The S&P/NZX 50 Portfolio ESG Tilted Index is based on the S&P/NZX 50 Portfolio Index but offers enhanced ESG characteristics. It over-weights and under-weights companies based on their respective S&P DJI ESG Score.
The index uses the universe of stocks from the S&P/NZX 50 Portfolio Index, which is comprised of the same constituents as New Zealand’s headline equity index, the S&P/NZX 50 Index, but with a 5% cap on the float-adjusted market capitalization. The tilted approach is designed to provide exposure to a diversified portfolio across various sectors while targeting high ESG-performing companies.
In addition to the S&P DJI ESG Scores, the index follows eligibility criteria based on the companies’ business activities and their alignment with the UN Global Compact Principles. Companies that produce controversial weapons, thermal coal, and tobacco are excluded.
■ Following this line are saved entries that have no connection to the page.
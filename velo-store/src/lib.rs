pub mod app_config;
pub mod booking_repo;
pub mod database;
pub mod email;
pub mod events;
pub mod memory;
pub mod notification_repo;
pub mod stripe;

pub use booking_repo::PgBookingStore;
pub use database::DbClient;
pub use email::LogEmailSink;
pub use events::EventProducer;
pub use memory::InMemoryBookingStore;
pub use notification_repo::PgNotificationSink;
pub use stripe::StripeAdapter;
In response to regulation and demand in the New Zealand market, the index also excludes companies within the energy sector as well as those that operate in certain GICS sub-industries such as casinos and gaming.
NZX chief executive Mark Peterson, says: “There is a real interest and growing focus on ESG, and this index now provides a performance benchmark for the development of product that the market is demanding. Investors will have more choice and, importantly, another lens on the New Zealand market, that allows them to retain diversification while giving more weight to high-ESG performance companies.”
“We also see this as further rewarding and encouraging the focus on disclosing and discussing companies’ approaches to sustainability and how they are managing ESG risks and opportunities. The performance of companies who advance will be reflected in improved weightings in the index,” Peterson adds.